Data extracted from a collection
---------------

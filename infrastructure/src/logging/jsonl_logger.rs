//! JSONL debate transcript.
//!
//! Every [`ConversationEvent`] becomes one JSON line stamped with `type`,
//! `timestamp`, a run-wide `seq` and the `topology`/`index` of the problem it
//! belongs to (taken from the most recent `problem_start`). Lines are buffered
//! and flushed when a debate or a problem closes, so a crash loses at most the
//! exchanges of the debate in flight.

use agora_application::ports::conversation_logger::{ConversationEvent, ConversationLogger};
use serde_json::{Map, Value};
use std::fs::File;
use std::io::{BufWriter, Write};
use std::path::{Path, PathBuf};
use std::sync::Mutex;
use tracing::warn;

/// Events after which buffered lines are written out.
const FLUSH_AFTER: [&str; 2] = ["debate_result", "problem_result"];

struct Transcript {
    writer: BufWriter<File>,
    seq: u64,
    topology: Option<Value>,
    index: Option<Value>,
}

impl Transcript {
    fn stamp(&mut self, event: ConversationEvent) -> Value {
        let mut map = match event.payload {
            Value::Object(map) => map,
            other => {
                let mut map = Map::new();
                map.insert("data".to_string(), other);
                map
            }
        };

        if event.event_type == "problem_start" {
            self.topology = map.get("topology").cloned();
            self.index = map.get("index").cloned();
        }

        self.seq += 1;
        map.insert("seq".to_string(), Value::from(self.seq));
        map.insert("type".to_string(), Value::from(event.event_type));
        map.insert(
            "timestamp".to_string(),
            Value::from(chrono::Utc::now().to_rfc3339_opts(chrono::SecondsFormat::Millis, true)),
        );
        // The payload's own fields win over the carried context
        if let Some(topology) = &self.topology {
            map.entry("topology").or_insert_with(|| topology.clone());
        }
        if let Some(index) = &self.index {
            map.entry("index").or_insert_with(|| index.clone());
        }
        Value::Object(map)
    }
}

/// Conversation logger writing a debate transcript, one JSON object per line.
///
/// Shared between the concurrent solve tasks and the debate loop, so the
/// transcript sits behind a `Mutex`. Flushes on `Drop`.
pub struct JsonlConversationLogger {
    transcript: Mutex<Transcript>,
    path: PathBuf,
}

impl JsonlConversationLogger {
    /// Create the transcript file (and its parent directories).
    ///
    /// Returns `None` if the file cannot be created; the run then goes on
    /// without a transcript.
    pub fn new(path: impl AsRef<Path>) -> Option<Self> {
        let path = path.as_ref();

        if let Some(parent) = path.parent()
            && let Err(e) = std::fs::create_dir_all(parent)
        {
            warn!(
                "Could not create conversation log directory {}: {}",
                parent.display(),
                e
            );
            return None;
        }

        let file = match File::create(path) {
            Ok(f) => f,
            Err(e) => {
                warn!(
                    "Could not create conversation log file {}: {}",
                    path.display(),
                    e
                );
                return None;
            }
        };

        Some(Self {
            transcript: Mutex::new(Transcript {
                writer: BufWriter::new(file),
                seq: 0,
                topology: None,
                index: None,
            }),
            path: path.to_path_buf(),
        })
    }

    pub fn path(&self) -> &Path {
        &self.path
    }
}

impl ConversationLogger for JsonlConversationLogger {
    fn log(&self, event: ConversationEvent) {
        let Ok(mut transcript) = self.transcript.lock() else {
            return;
        };

        let boundary = FLUSH_AFTER.contains(&event.event_type);
        let record = transcript.stamp(event);
        let Ok(line) = serde_json::to_string(&record) else {
            return;
        };

        if let Err(e) = writeln!(transcript.writer, "{}", line) {
            warn!("Conversation log write failed: {}", e);
            return;
        }
        if boundary && let Err(e) = transcript.writer.flush() {
            warn!("Conversation log flush failed: {}", e);
        }
    }
}

impl Drop for JsonlConversationLogger {
    fn drop(&mut self) {
        if let Ok(mut transcript) = self.transcript.lock() {
            let _ = transcript.writer.flush();
        }
    }
}
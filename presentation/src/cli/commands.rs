//! CLI command definitions

use agora_domain::OutputFormat;
use clap::{Parser, ValueEnum};
use std::path::PathBuf;

/// Output format for simulation reports
#[derive(Debug, Clone, Copy, PartialEq, Eq, ValueEnum)]
pub enum OutputFormatArg {
    /// Colored per-topology report
    Text,
    /// JSON output
    Json,
}

impl From<OutputFormatArg> for OutputFormat {
    fn from(arg: OutputFormatArg) -> Self {
        match arg {
            OutputFormatArg::Text => OutputFormat::Text,
            OutputFormatArg::Json => OutputFormat::Json,
        }
    }
}

/// CLI arguments for agora
#[derive(Parser, Debug)]
#[command(name = "agora")]
#[command(author, version, about = "Networked agents debate math problems toward consensus")]
#[command(long_about = r#"
Agora wires agents of different capability into a network and lets
neighbours debate until every active pair agrees.

For each topology and problem:
1. Solve: every agent answers independently
2. Debate: disagreeing neighbours exchange messages and update their answers
3. Score: each final answer is graded against the reference

Configuration files are loaded from (in priority order):
1. --config <path>     Explicit config file
2. ./agora.toml        Project-level config
3. ~/.config/agora/config.toml   Global config

Example:
  agora --dataset gsm8k_test.jsonl --limit 20
  agora -t chain -t star --size 7 --problem "What is 17 * 3?" --reference 51
  agora --dataset gsm8k_test.jsonl -o json > report.json
"#)]
pub struct Cli {
    /// Single problem to simulate instead of a dataset
    #[arg(long, value_name = "TEXT", requires = "reference", conflicts_with = "dataset")]
    pub problem: Option<String>,

    /// Reference answer for --problem
    #[arg(long, value_name = "ANSWER", requires = "problem")]
    pub reference: Option<String>,

    /// GSM8K-style JSONL dataset
    #[arg(short, long, value_name = "PATH")]
    pub dataset: Option<PathBuf>,

    /// Use only the first N dataset problems
    #[arg(long, value_name = "N")]
    pub limit: Option<usize>,

    /// Topology presets to compare (can be specified multiple times)
    #[arg(short, long, value_name = "PRESET")]
    pub topology: Vec<String>,

    /// Agents per preset topology
    #[arg(long, value_name = "N")]
    pub size: Option<u32>,

    /// Seed for the random topology
    #[arg(long)]
    pub seed: Option<u64>,

    /// Rounds per pairwise debate
    #[arg(long, value_name = "N")]
    pub max_rounds: Option<u32>,

    /// Total rounds an agent may debate before going inactive
    #[arg(long, value_name = "N")]
    pub round_ceiling: Option<u32>,

    /// Sweep cap per problem (0 = unlimited)
    #[arg(long, value_name = "N")]
    pub max_sweeps: Option<usize>,

    /// Output format
    #[arg(short, long, value_enum)]
    pub output: Option<OutputFormatArg>,

    /// Verbosity level (-v = info, -vv = debug, -vvv = trace)
    #[arg(short, long, action = clap::ArgAction::Count)]
    pub verbose: u8,

    /// Suppress progress indicators
    #[arg(short, long)]
    pub quiet: bool,

    /// Path to configuration file
    #[arg(long, value_name = "PATH")]
    pub config: Option<PathBuf>,

    /// Disable loading of configuration files
    #[arg(long)]
    pub no_config: bool,

    /// Show configuration file locations and exit
    #[arg(long)]
    pub show_config: bool,

    /// Write diagnostics to this file instead of stderr
    #[arg(long, value_name = "PATH")]
    pub log_file: Option<PathBuf>,

    /// Record every debate event as JSONL
    #[arg(long, value_name = "PATH")]
    pub conversation_log: Option<PathBuf>,
}

#[cfg(test)]
mod tests {
    use super::*;
    use clap::CommandFactory;

    #[test]
    fn test_cli_definition_is_valid() {
        Cli::command().debug_assert();
    }

    #[test]
    fn test_parse_repeated_topologies() {
        let cli = Cli::parse_from(["agora", "-t", "chain", "--topology", "star", "-o", "json"]);
        assert_eq!(cli.topology, vec!["chain", "star"]);
        assert_eq!(cli.output.map(OutputFormat::from), Some(OutputFormat::Json));
    }

    #[test]
    fn test_problem_requires_reference() {
        assert!(Cli::try_parse_from(["agora", "--problem", "1 + 1"]).is_err());
        let cli =
            Cli::try_parse_from(["agora", "--problem", "1 + 1", "--reference", "2"]).unwrap();
        assert_eq!(cli.reference.as_deref(), Some("2"));
    }

    #[test]
    fn test_problem_conflicts_with_dataset() {
        let result = Cli::try_parse_from([
            "agora",
            "--problem",
            "1 + 1",
            "--reference",
            "2",
            "--dataset",
            "test.jsonl",
        ]);
        assert!(result.is_err());
    }
}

---------------

§ What you have to do
Which of the lines above hold the word "JsonlConversationLogger"? Copy each one.

§ Result of the exercise
pub struct JsonlConversationLogger {
impl JsonlConversationLogger {
impl ConversationLogger for JsonlConversationLogger {
impl Drop for JsonlConversationLogger {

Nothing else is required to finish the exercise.